The site is within a couple of miles of a largest node of North American fiber-optic telecommunications infrastructure, which crosses one of the most secure international borders in the world. It has access to the cheapest (and greenest) electrical power in North America thanks to the Niagara Power Project 20 miles north, and thanks to the Steelwinds turbines that sit on 40 acres of the ridgeline at the Bethlehem site. It is near an international airport, it’s served by relevant transportation (Route 5 and the Thruway) as well as maybe not-so-relevant transportation (a four-ship-long freighter slip and a beltway railroad). It’s in a place where Cuomo’s government will do what JFK said he’d do in his first inaugural address—“pay any price, bear any burden, meet any hardship, support any friend”—and doubtless outbid any rival—“in order to assure the survival and the success” of New York State’s reputation as a national success story.

The Bethlehem Steel site also has a newsworthy benefit: It’s a place that will never be hit by a hurricane, wildfire, earthquake, flood, or any other disruptive natural calamity, other than perhaps a few feet of lake-effect snow that can be shoved aside within a couple of days.

There are dozens of “economic development” specialists on the New York State payroll. One hopes they will all be tasked to earn their daily bread by explaining all the reasons why Buffalo has so many merits as a site for a huge technology company.

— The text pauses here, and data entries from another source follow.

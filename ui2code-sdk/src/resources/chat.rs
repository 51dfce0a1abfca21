//! Chat completions resource client
//!
//! Request and response shapes for `POST /chat/completions`, including the
//! multimodal content parts used to attach a screenshot.

use crate::client::HttpClient;
use crate::error::{SdkError, SdkResult};
use serde::{Deserialize, Serialize};
use std::sync::Arc;

/// Client for chat completion operations
#[derive(Debug, Clone)]
pub struct ChatClient {
    client: Arc<HttpClient>,
}

impl ChatClient {
    /// Create a new chat client
    pub fn new(client: Arc<HttpClient>) -> Self {
        Self { client }
    }

    /// Create a chat completion
    pub async fn create(&self, request: &ChatCompletionRequest) -> SdkResult<ChatCompletionResponse> {
        self.client.post("/chat/completions", request).await
    }

    /// Create a chat completion and return the first choice's text, trimmed.
    ///
    /// Returns [`SdkError::EmptyResponse`] when there are no choices or the
    /// first message has no content.
    pub async fn complete(&self, request: &ChatCompletionRequest) -> SdkResult<String> {
        let response = self.create(request).await?;
        response
            .first_content()
            .map(|text| text.trim().to_string())
            .ok_or(SdkError::EmptyResponse)
    }
}

#[derive(Debug, Clone, Copy, PartialEq, Eq, Serialize, Deserialize)]
#[serde(rename_all = "lowercase")]
pub enum Role {
    System,
    User,
    Assistant,
}

/// Image fidelity requested from vision models
#[derive(Debug, Clone, Copy, PartialEq, Eq, Serialize, Deserialize)]
#[serde(rename_all = "lowercase")]
pub enum ImageDetail {
    Auto,
    Low,
    High,
}

#[derive(Debug, Clone, PartialEq, Serialize, Deserialize)]
pub struct ImageUrl {
    pub url: String,
    #[serde(skip_serializing_if = "Option::is_none")]
    pub detail: Option<ImageDetail>,
}

#[derive(Debug, Clone, PartialEq, Serialize, Deserialize)]
#[serde(tag = "type", rename_all = "snake_case")]
pub enum ContentPart {
    Text { text: String },
    ImageUrl { image_url: ImageUrl },
}

impl ContentPart {
    pub fn text(text: impl Into<String>) -> Self {
        ContentPart::Text { text: text.into() }
    }

    pub fn image(url: impl Into<String>, detail: ImageDetail) -> Self {
        ContentPart::ImageUrl {
            image_url: ImageUrl {
                url: url.into(),
                detail: Some(detail),
            },
        }
    }
}

/// Plain text or a list of typed parts
#[derive(Debug, Clone, PartialEq, Serialize, Deserialize)]
#[serde(untagged)]
pub enum MessageContent {
    Text(String),
    Parts(Vec<ContentPart>),
}

#[derive(Debug, Clone, PartialEq, Serialize, Deserialize)]
pub struct ChatMessage {
    pub role: Role,
    pub content: MessageContent,
}

impl ChatMessage {
    pub fn system(text: impl Into<String>) -> Self {
        Self {
            role: Role::System,
            content: MessageContent::Text(text.into()),
        }
    }

    pub fn user_parts(parts: Vec<ContentPart>) -> Self {
        Self {
            role: Role::User,
            content: MessageContent::Parts(parts),
        }
    }
}

/// Request body for `POST /chat/completions`
#[derive(Debug, Clone, Serialize)]
pub struct ChatCompletionRequest {
    pub model: String,
    pub messages: Vec<ChatMessage>,
    #[serde(skip_serializing_if = "Option::is_none")]
    pub temperature: Option<f32>,
    #[serde(skip_serializing_if = "Option::is_none")]
    pub max_tokens: Option<u32>,
}

impl ChatCompletionRequest {
    pub fn new(model: impl Into<String>) -> Self {
        Self {
            model: model.into(),
            messages: Vec::new(),
            temperature: None,
            max_tokens: None,
        }
    }

    pub fn message(mut self, message: ChatMessage) -> Self {
        self.messages.push(message);
        self
    }

    pub fn with_temperature(mut self, temperature: f32) -> Self {
        self.temperature = Some(temperature);
        self
    }

    pub fn with_max_tokens(mut self, max_tokens: u32) -> Self {
        self.max_tokens = Some(max_tokens);
        self
    }
}

#[derive(Debug, Clone, Deserialize)]
pub struct ChatCompletionResponse {
    #[serde(default)]
    pub id: Option<String>,
    #[serde(default)]
    pub model: Option<String>,
    #[serde(default)]
    pub choices: Vec<Choice>,
    #[serde(default)]
    pub usage: Option<Usage>,
}

impl ChatCompletionResponse {
    /// Content of the first choice, if any
    pub fn first_content(&self) -> Option<&str> {
        self.choices.first()?.message.content.as_deref()
    }
}

#[derive(Debug, Clone, Deserialize)]
pub struct Choice {
    #[serde(default)]
    pub index: u32,
    pub message: ResponseMessage,
    #[serde(default)]
    pub finish_reason: Option<String>,
}

#[derive(Debug, Clone, Deserialize)]
pub struct ResponseMessage {
    #[serde(default)]
    pub role: Option<String>,
    #[serde(default)]
    pub content: Option<String>,
}

#[derive(Debug, Clone, Copy, Deserialize)]
pub struct Usage {
    pub prompt_tokens: u64,
    pub completion_tokens: u64,
    pub total_tokens: u64,
}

A second Amazon headquarters could go anywhere, which is why the scramble among the other small and mid-size metro areas is going to be hideous. The Rust Belt will be in the mix because there are so many governors who would perform any act you can imagine in order to get 50,000 jobs into one of their distressed areas. Amazon CEO Jeff Bezos reportedly detests government and taxes, and so might go for Scott Walker’s Wisconsin or Rick “let Flint drink lead” Snyder’s Michigan before New York, but the bona fides of a New York site also include a more sane political climate than in Wisconsin, Illinois, Indiana, Michigan, and Ohio—states where Republican governors and their legislative majorities have undermined the fiscal stability of their engineer-training university systems, and have either embraced or tolerated culture wars against LGBT.

So get cracking, guys. Bezos is just as smart as Elon Musk, who got New York State to build itself a state-of-the-art, next-generation technology factory and lease it to him for nickels in exchange for several hundred (thousand?) jobs. Bezos and his Amazon could conceivably get New York State to build itself a state-of-the-art, next-generation technology space and lease it for nickels in exchange for tens of thousands of engineers, managers, support staff, and snow-shovelers grateful that they’ll never have to flee Harvey, Irma, Jose, Mount Saint Helens, or the forest fires whose smoke is even now choking much of Washington State.